Thank you for your message, it clears up a lot. I was wondering, do you know which 3D modelling software can perform wall thickness tests? I'd like to test my models on my own computer.

- Benno
#1 Benno on 2011-02-17 17:09 (Reply)
Hi Benno, this is actually a very interesting problem for us. There isn't a software on the market that reliably checks wall thickness automatically. We would like it so that Shapeways will analyze these things for you right when you upload! Currently, there are a few software packages that does this, but to my knowledge they are mainly for industrial or mechanical parts. A lot of our designs are organic and confuses these programs, making them unreliable.

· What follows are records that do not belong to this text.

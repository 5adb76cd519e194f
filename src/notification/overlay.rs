//! Per-page countdown overlay.
//!
//! One widget per page, created lazily on the first `startTimer` (or on
//! page load when the owner still has a live deadline), updated in place,
//! and removed a short while after it stops so a final "00:00" flash can
//! render.
//!
//! The widget only stores the absolute deadline; every refresh derives the
//! displayed time from it, so a missed or repeated event changes nothing.

use crate::types::{seconds_until, ObserverEvent, SessionType, StateSnapshot};

/// Delay between stop (or expiry) and removal of the widget.
pub const REMOVAL_DELAY_MS: i64 = 3000;

/// Formats seconds as `MM:SS`.
pub fn format_clock(total_seconds: u32) -> String {
    format!("{:02}:{:02}", total_seconds / 60, total_seconds % 60)
}

/// Label shown next to the countdown.
pub fn session_label(session_type: SessionType, session_count: u32) -> String {
    match session_type {
        SessionType::Work => format!("Session {}", session_count + 1),
        SessionType::ShortBreak | SessionType::LongBreak => "Break".to_string(),
    }
}

/// What the widget currently shows.
#[derive(Debug, Clone, PartialEq, Eq)]
pub struct OverlayView {
    /// Phase being counted down
    pub session_type: SessionType,
    /// "Session N" or "Break"
    pub label: String,
    /// Remaining time as `MM:SS`
    pub time: String,
    /// True once the countdown reached zero
    pub flashing: bool,
}

#[derive(Debug, Clone)]
struct Widget {
    end_time: i64,
    session_type: SessionType,
    session_count: u32,
    view: OverlayView,
}

/// Overlay widget state for a single page.
#[derive(Debug, Default)]
pub struct Overlay {
    widget: Option<Widget>,
    removal_at: Option<i64>,
}

impl Overlay {
    #[must_use]
    pub fn new() -> Self {
        Self::default()
    }

    pub fn is_visible(&self) -> bool {
        self.widget.is_some()
    }

    /// Returns the rendered widget, if any.
    pub fn view(&self) -> Option<&OverlayView> {
        self.widget.as_ref().map(|w| &w.view)
    }

    /// Returns when the widget is scheduled for removal.
    pub fn removal_at(&self) -> Option<i64> {
        self.removal_at
    }

    /// Restores the widget on page load.
    ///
    /// Only a running snapshot whose deadline is still ahead of `now` shows
    /// the widget. Returns true if it is now visible.
    pub fn restore(&mut self, snapshot: &StateSnapshot, now: i64) -> bool {
        match snapshot.running_deadline() {
            Some(end_time) if end_time > now => {
                self.show(
                    end_time,
                    snapshot.timer_session_type,
                    snapshot.timer_session_count,
                    now,
                );
                true
            }
            _ => false,
        }
    }

    /// Applies an owner event.
    pub fn handle(&mut self, event: &ObserverEvent, now: i64) {
        match event {
            ObserverEvent::StartTimer {
                end_time,
                session_type,
                session_count,
            } => self.show(*end_time, *session_type, *session_count, now),
            ObserverEvent::UpdateTime { .. } => self.render(now),
            ObserverEvent::StopTimer | ObserverEvent::HideTimer => self.schedule_removal(now),
            ObserverEvent::ClosePage => self.remove(),
        }
    }

    /// Refreshes the countdown and removes the widget once its removal is due.
    ///
    /// Returns true if the widget was removed by this call.
    pub fn tick(&mut self, now: i64) -> bool {
        if matches!(self.removal_at, Some(at) if now >= at) {
            let was_visible = self.is_visible();
            self.remove();
            return was_visible;
        }
        self.render(now);
        false
    }

    fn show(&mut self, end_time: i64, session_type: SessionType, session_count: u32, now: i64) {
        // A new phase cancels a pending removal.
        self.removal_at = None;
        self.widget = Some(Widget {
            end_time,
            session_type,
            session_count,
            view: OverlayView {
                session_type,
                label: session_label(session_type, session_count),
                time: String::new(),
                flashing: false,
            },
        });
        self.render(now);
    }

    fn render(&mut self, now: i64) {
        let Some(widget) = self.widget.as_mut() else {
            return;
        };

        let seconds = seconds_until(widget.end_time, now);
        widget.view.label = session_label(widget.session_type, widget.session_count);
        widget.view.time = format_clock(seconds);
        widget.view.flashing = seconds == 0;

        if seconds == 0 && self.removal_at.is_none() {
            self.removal_at = Some(now + REMOVAL_DELAY_MS);
        }
    }

    fn schedule_removal(&mut self, now: i64) {
        if self.widget.is_some() && self.removal_at.is_none() {
            self.removal_at = Some(now + REMOVAL_DELAY_MS);
        }
    }

    fn remove(&mut self) {
        self.widget = None;
        self.removal_at = None;
    }
}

I did find a thread on the forum from 2009 that discusses this: -- one member mentioned that he/she was developing a script for Blender (free 3D modeling and animation software). Maybe follow up with that user to see?

If anybody else here has any leads on a reliable wall thickness detection software, please let us know! Likewise, I'll keep you guys posted on anything I hear of.
#1.1 nancyliang on 2011-02-17 20:05 (Reply)
It's not automatic, but NetFabb Studio (the basic free version) has a measuring system that includes wall thickness measurements.

@Nancey... Great news, I'll be able to get back to designing for stainless with confidence soon :-)
#1.2 Paul King on 2011-02-17 21:43 (Reply)
Hi Benno,

Please have a look a this:

Here you can read how the measure wall thickness.

Always keep this in mind while designing:

White Strong & Flexible = 0.7 mm But we advise you to use,at least 1 or 2 mm, depending on the size of the area.
White, Transparent & Black detail = 1 mm,
Gray Robust = 1 mm,
Stainless Steel = 3 mm,
Full Color Sandstone = 3 mm,
Milky White Matte Glass = 3 mm,
Alumide = 1.5 mm

Hope this helps you out a bit.
#1.3 Ralph van den Borst on 2011-02-21 15:59 (Reply)
That's good to hear, Paul. Giving you guys what you need so you can confidently and reliably design in metal is probably the most important factor in all this. We'll continue to keep everyone informed as the solutions progress. :-)
#2 Ana Hevesi on 2011-02-18 20:43 (Reply)
Assuming that there wasn't an issue with picking up the component after printing what is the minimum wall thickness that could be printed? I have seen ceramic components with very thin wall thicknesses but in a honeycomb structure which although very thin will not break as easily when handled.